Waruguru was determined to knock on every door to meet her liver transplant cost as “seeing my baby in her condition left me devastated. It is tormenting to see her suffer under machines. I broke down countless times.”

Dr Timothy Jumbi a pediatric surgeon, explains that conditions like Elyana’s are ‘congenital anomalies’ basically medical conditions children are born with and can affect any part of the body from head to toe.

Common congenital conditions, explains Dr Jumbi include; hydrocephalus (fluid in the head), heart and brain defects and tumors or cancers, intestinal atresia (intestinal narrowing) all of which require surgery. 

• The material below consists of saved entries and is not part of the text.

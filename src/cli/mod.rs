//! Command-line interface for DPM.
//!
//! Each command lives in its own module and stays thin: argument handling,
//! project discovery, and user feedback. The actual work happens in
//! [`crate::builder`], [`crate::installer`], and [`crate::watcher`].
//!
//! # Commands
//!
//! - `init` - create a template `dpm.json` project manifest
//! - `install` - install packages (and record them as dependencies)
//! - `uninstall` - remove packages and their cached files
//! - `build` - run the full merge pipeline once
//! - `dev` - watch the project and rebuild incrementally
//! - `package` - scaffold a publishable package

mod build;
mod dev;
mod init;
mod install;
mod package;
mod uninstall;

use std::sync::Arc;

use anyhow::Result;
use clap::{Parser, Subcommand};
use tracing_subscriber::EnvFilter;

use crate::core::{ConsoleReporter, Reporter};

/// Top-level CLI for the datapack package manager.
#[derive(Parser)]
#[command(
    name = "dpm",
    about = "DPM - package manager and build tool for Minecraft datapacks",
    version
)]
pub struct Cli {
    #[command(subcommand)]
    command: Commands,

    /// Enable debug output.
    #[arg(short, long, global = true)]
    verbose: bool,

    /// Suppress all output except warnings and errors.
    #[arg(short, long, global = true)]
    quiet: bool,
}

#[derive(Subcommand)]
enum Commands {
    /// Create a template dpm.json in the current directory.
    Init,

    /// Install datapack packages.
    ///
    /// With no arguments, installs everything listed in dpm.json.
    #[command(alias = "i")]
    Install {
        /// Packages to install, as owner/repo[/branch].
        packages: Vec<String>,
    },

    /// Uninstall datapack packages.
    #[command(alias = "u")]
    Uninstall {
        /// Packages to remove, as owner/repo[/branch].
        packages: Vec<String>,
    },

    /// Build the datapack with all installed packages merged in.
    #[command(alias = "b")]
    Build,

    /// Watch the datapack and rebuild on change.
    #[command(alias = "d")]
    Dev,

    /// Create a publishable package template.
    #[command(alias = "pkg")]
    Package,
}

impl Cli {
    /// Execute the selected command.
    pub async fn execute(self) -> Result<()> {
        init_tracing(self.verbose);
        let reporter: Arc<dyn Reporter> =
            Arc::new(ConsoleReporter::new(self.verbose, self.quiet));

        match self.command {
            Commands::Init => init::execute(reporter.as_ref()),
            Commands::Install { packages } => install::execute(packages, reporter.as_ref()).await,
            Commands::Uninstall { packages } => uninstall::execute(packages, reporter.as_ref()),
            Commands::Build => build::execute(Arc::clone(&reporter)).await,
            Commands::Dev => dev::execute(Arc::clone(&reporter)).await,
            Commands::Package => package::execute(reporter.as_ref()),
        }
    }
}

fn init_tracing(verbose: bool) {
    let filter = EnvFilter::try_from_default_env().unwrap_or_else(|_| {
        EnvFilter::new(if verbose { "dpm_cli=debug" } else { "warn" })
    });
    tracing_subscriber::fmt()
        .with_env_filter(filter)
        .with_writer(std::io::stderr)
        .try_init()
        .ok();
}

In the genito-urinary system, children can be born with defective genitalia and defects in the liver-which might lead to future kidney failure even after surgery.

“Congenital defects affect one in 5,000 to around one in 20,000 of children born,” says Dr Jumbi but with good preparation and neonatal care, most children survive the surgery and live a near-normal life. But some die.

Dr Jumbi argues that some conditions have no alternative but surgery and with advanced technology and equipment “we can operate even a one-day-old baby.”

Some congenital conditions are genetic while others occur during gestation from whatever the mother was exposed to.